Pour son film, la route vers les Oscars pourrait bien s’arrêter au niveau des nominations, ne serait-ce qu’à cause de sa distribution directement en ligne par Netflix. A ce sujet, Jane Campion est la seule représentante des plateformes cette année, au détriment de ses confrères Joel Coen (Macbeth), Adam McKay (Don’t Look Up Déni cosmique) et Aaron Sorkin (Being the Ricardos).
Steven Spielberg pour West Side Story
Il fait figure de vétéran dans ce groupe de cinq cinéastes pourtant pas si jeunes. Cela risque de ne pas suffire pour lui assurer que son nom sera présent sur la liste des nommés aux Oscars demain. Après, une légende du cinéma américain comme Steven Spielberg (* 1946) s’en remettra sans problème.
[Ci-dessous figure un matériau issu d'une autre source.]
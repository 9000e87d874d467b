// ---------------------------------------------------------------------------
// SaveError: error types for save/load operations
// ---------------------------------------------------------------------------

use std::fmt;

use simulation::Version;

/// Errors that can occur during save/load operations.
///
/// Policy-driven refusals (incompatible save in unattended mode, a declined
/// upgrade prompt, a hand-off to a legacy engine) are not errors; they are
/// reported through `LoadResult::NotLoaded`.
#[derive(Debug)]
pub enum SaveError {
    /// I/O or compression failure (file not found, disk full, bad LZ4 frame).
    Io(std::io::Error),
    /// A config file could not be parsed.
    Config(String),
    /// The container could not be encoded (e.g. a field too large to frame).
    Encode(String),
    /// Structural framing violation, short read, or checksum mismatch.
    CorruptContainer(String),
    /// Save was made by an engine with different major/minor/patch and no
    /// legacy engine could take it over.
    VersionIncompatible { loaded: Version, running: Version },
    /// A delegate entry names a type that is not in the registry.
    UnknownDelegateType(String),
    /// A delegate rejected its persisted state.
    DelegateStateCorrupt { delegate: String, reason: String },
}

impl fmt::Display for SaveError {
    fn fmt(&self, f: &mut fmt::Formatter<'_>) -> fmt::Result {
        match self {
            SaveError::Io(e) => write!(f, "I/O error: {e}"),
            SaveError::Config(msg) => write!(f, "Invalid save config: {msg}"),
            SaveError::Encode(msg) => write!(f, "Encoding error: {msg}"),
            SaveError::CorruptContainer(msg) => write!(f, "Corrupt save container: {msg}"),
            SaveError::VersionIncompatible { loaded, running } => write!(
                f,
                "Incompatible engine versions, and no old engine found. We are: {running}. \
                 Trying to load game created with: {loaded}"
            ),
            SaveError::UnknownDelegateType(key) => {
                write!(f, "Unknown delegate type: {key}")
            }
            SaveError::DelegateStateCorrupt { delegate, reason } => {
                write!(f, "Delegate {delegate} rejected its saved state: {reason}")
            }
        }
    }
}

impl std::error::Error for SaveError {
    fn source(&self) -> Option<&(dyn std::error::Error + 'static)> {
        match self {
            SaveError::Io(e) => Some(e),
            _ => None,
        }
    }
}

impl From<std::io::Error> for SaveError {
    fn from(e: std::io::Error) -> Self {
        SaveError::Io(e)
    }
}

#[cfg(test)]
mod tests {
    use super::*;

    #[test]
    fn test_save_error_display_io() {
        let err = SaveError::Io(std::io::Error::new(
            std::io::ErrorKind::NotFound,
            "file not found",
        ));
        let msg = format!("{err}");
        assert!(msg.contains("I/O error"), "got: {msg}");
        assert!(msg.contains("file not found"), "got: {msg}");
    }

    #[test]
    fn test_save_error_display_version_incompatible() {
        let err = SaveError::VersionIncompatible {
            loaded: Version::new(1, 8, 0, 9),
            running: Version::new(1, 9, 0, 3),
        };
        let msg = format!("{err}");
        assert!(msg.contains("1.8.0.9"), "got: {msg}");
        assert!(msg.contains("1.9.0.3"), "got: {msg}");
    }

    #[test]
    fn test_save_error_display_delegate_state() {
        let err = SaveError::DelegateStateCorrupt {
            delegate: "purchase".to_string(),
            reason: "truncated".to_string(),
        };
        let msg = format!("{err}");
        assert!(msg.contains("purchase"), "got: {msg}");
        assert!(msg.contains("truncated"), "got: {msg}");
    }

    #[test]
    fn test_save_error_from_io() {
        let io_err = std::io::Error::new(std::io::ErrorKind::PermissionDenied, "denied");
        let save_err: SaveError = io_err.into();
        assert!(matches!(save_err, SaveError::Io(_)));
        assert!(std::error::Error::source(&save_err).is_some());
    }

    #[test]
    fn test_save_error_display_config() {
        let err = SaveError::Config("expected value at line 1 column 1".to_string());
        let msg = format!("{err}");
        assert!(msg.contains("Invalid save config"), "got: {msg}");
        assert!(std::error::Error::source(&err).is_none());
    }

    #[test]
    fn test_save_error_debug() {
        let err = SaveError::UnknownDelegateType("battle".to_string());
        let debug = format!("{err:?}");
        assert!(debug.contains("UnknownDelegateType"), "got: {debug}");
    }
}
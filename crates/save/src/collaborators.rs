// ---------------------------------------------------------------------------
// External collaborators consulted by the load path
// ---------------------------------------------------------------------------
//
// Dialogs and process launching live outside this crate. The load path only
// sees these narrow traits, so headless servers and tests can swap in
// non-interactive implementations.

use std::path::Path;

use simulation::Version;
use tracing::warn;

/// What the legacy-runtime collaborator managed to do with a save.
#[derive(Debug, Clone, Copy, PartialEq, Eq)]
pub enum LegacyResolution {
    /// An older engine was started to open the save.
    Launched,
    /// No suitable engine was found.
    Unresolvable,
}

/// Finds and starts an older engine able to open a save made by
/// `loaded_version`.
pub trait LegacyRuntimeResolver: Send + Sync {
    fn resolve(&self, loaded_version: &Version, save_path: &Path) -> LegacyResolution;
}

/// Answer to the "open a save made by a newer build?" question.
#[derive(Debug, Clone, Copy, PartialEq, Eq)]
pub enum PromptAnswer {
    Proceed,
    Cancel,
}

/// Asks the user whether to open a save made by a newer build of this engine.
pub trait UpgradePrompt: Send + Sync {
    fn confirm(&self, loaded_version: &Version, running_version: &Version) -> PromptAnswer;
}

/// Fire-and-forget operator notification, used in unattended mode when a
/// load is rejected (e.g. relayed into the lobby chat of a headless host).
pub trait UnattendedNotifier: Send + Sync {
    fn notify(&self, message: &str);
}

/// Resolver for installations that ship no older engines.
#[derive(Debug, Default, Clone, Copy)]
pub struct NoLegacyRuntime;

impl LegacyRuntimeResolver for NoLegacyRuntime {
    fn resolve(&self, _loaded_version: &Version, _save_path: &Path) -> LegacyResolution {
        LegacyResolution::Unresolvable
    }
}

/// Prompt that always answers "proceed".
#[derive(Debug, Default, Clone, Copy)]
pub struct AutoProceed;

impl UpgradePrompt for AutoProceed {
    fn confirm(&self, _loaded: &Version, _running: &Version) -> PromptAnswer {
        PromptAnswer::Proceed
    }
}

/// Prompt that always answers "cancel".
#[derive(Debug, Default, Clone, Copy)]
pub struct AutoCancel;

impl UpgradePrompt for AutoCancel {
    fn confirm(&self, _loaded: &Version, _running: &Version) -> PromptAnswer {
        PromptAnswer::Cancel
    }
}

/// Notifier that only writes to the log.
#[derive(Debug, Default, Clone, Copy)]
pub struct LogNotifier;

impl UnattendedNotifier for LogNotifier {
    fn notify(&self, message: &str) {
        warn!("{message}");
    }
}
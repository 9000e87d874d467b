// ---------------------------------------------------------------------------
// SaveConfig: settings that drive the save/load orchestrator
// ---------------------------------------------------------------------------

use std::path::Path;

use serde::{Deserialize, Serialize};
use simulation::{Version, ENGINE_VERSION};
use tracing::debug;

use crate::save_error::SaveError;

/// Environment variable that switches loads into unattended mode.
pub const UNATTENDED_ENV: &str = "SAVEGAME_UNATTENDED";

#[derive(Debug, Clone, PartialEq, Eq, Serialize, Deserialize)]
#[serde(default)]
pub struct SaveConfig {
    /// Version stamped into new saves and compared against loaded ones.
    pub engine_version: Version,
    /// No operator available to answer prompts (headless host).
    pub unattended: bool,
    /// When false, saves carry only the snapshot and an empty delegate list.
    pub save_delegate_state: bool,
    /// Wrap the container in an LZ4 frame.
    pub compress: bool,
}

impl Default for SaveConfig {
    fn default() -> Self {
        Self {
            engine_version: ENGINE_VERSION,
            unattended: false,
            save_delegate_state: true,
            compress: true,
        }
    }
}

impl SaveConfig {
    pub fn from_json_str(json: &str) -> Result<Self, SaveError> {
        serde_json::from_str(json).map_err(|e| SaveError::Config(e.to_string()))
    }

    /// Read a JSON config file. Missing fields take their defaults.
    pub fn load(path: &Path) -> Result<Self, SaveError> {
        let json = std::fs::read_to_string(path)?;
        let config = Self::from_json_str(&json)?;
        debug!("Loaded save config from {}: {:?}", path.display(), config);
        Ok(config)
    }

    /// Apply `SAVEGAME_UNATTENDED` on top of this config.
    pub fn with_env_overrides(self) -> Self {
        let value = std::env::var(UNATTENDED_ENV).ok();
        self.with_unattended_override(value.as_deref())
    }

    fn with_unattended_override(mut self, value: Option<&str>) -> Self {
        if let Some(value) = value {
            self.unattended = matches!(
                value.trim().to_ascii_lowercase().as_str(),
                "1" | "true" | "yes"
            );
        }
        self
    }
}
Comme il avait réussi à le faire après ses quatre autres nominations au Directors Guild Awards, elles non plus suivies d’une nomination à l’Oscar. Car Spielberg et le syndicat, c’est une histoire qui remonte à très loin, presque jusqu’au début de son illustre carrière.
Nommé à onze reprises avant West Side Story, entre Les Dents de la mer en 1976 et Lincoln en 2013, il avait même gagné la plaque dorée à trois reprises : pour La Couleur pourpre, La Liste de Schindler et Il faut sauver le soldat Ryan. Sans oublier le prix honorifique du syndicat qu’il avait obtenu en l’an 2000.
La trajectoire au box-office de West Side Story fait malgré tout de lui le maillon faible des nommés aux Directors Guild Awards de cette année. Alors que l’adaptation originale de la comédie musicale par Robert Wise et Jerome Robbins avait été tout à fait dans l’air du temps au début des années 1960, raflant au passage dix Oscars en 1962 dont ceux du Meilleur Film et du Meilleur réalisateur, le soi-disant remake élaboré par le vieux roi d’Hollywood s’est essoufflé très vite dans toutes les salles où il a été projeté dans le monde. D’où notre pronostic qu’il devrait plutôt se ranger du côté de L’Empire du soleil et d’Amistad que de celui de la plupart des films victorieux précités.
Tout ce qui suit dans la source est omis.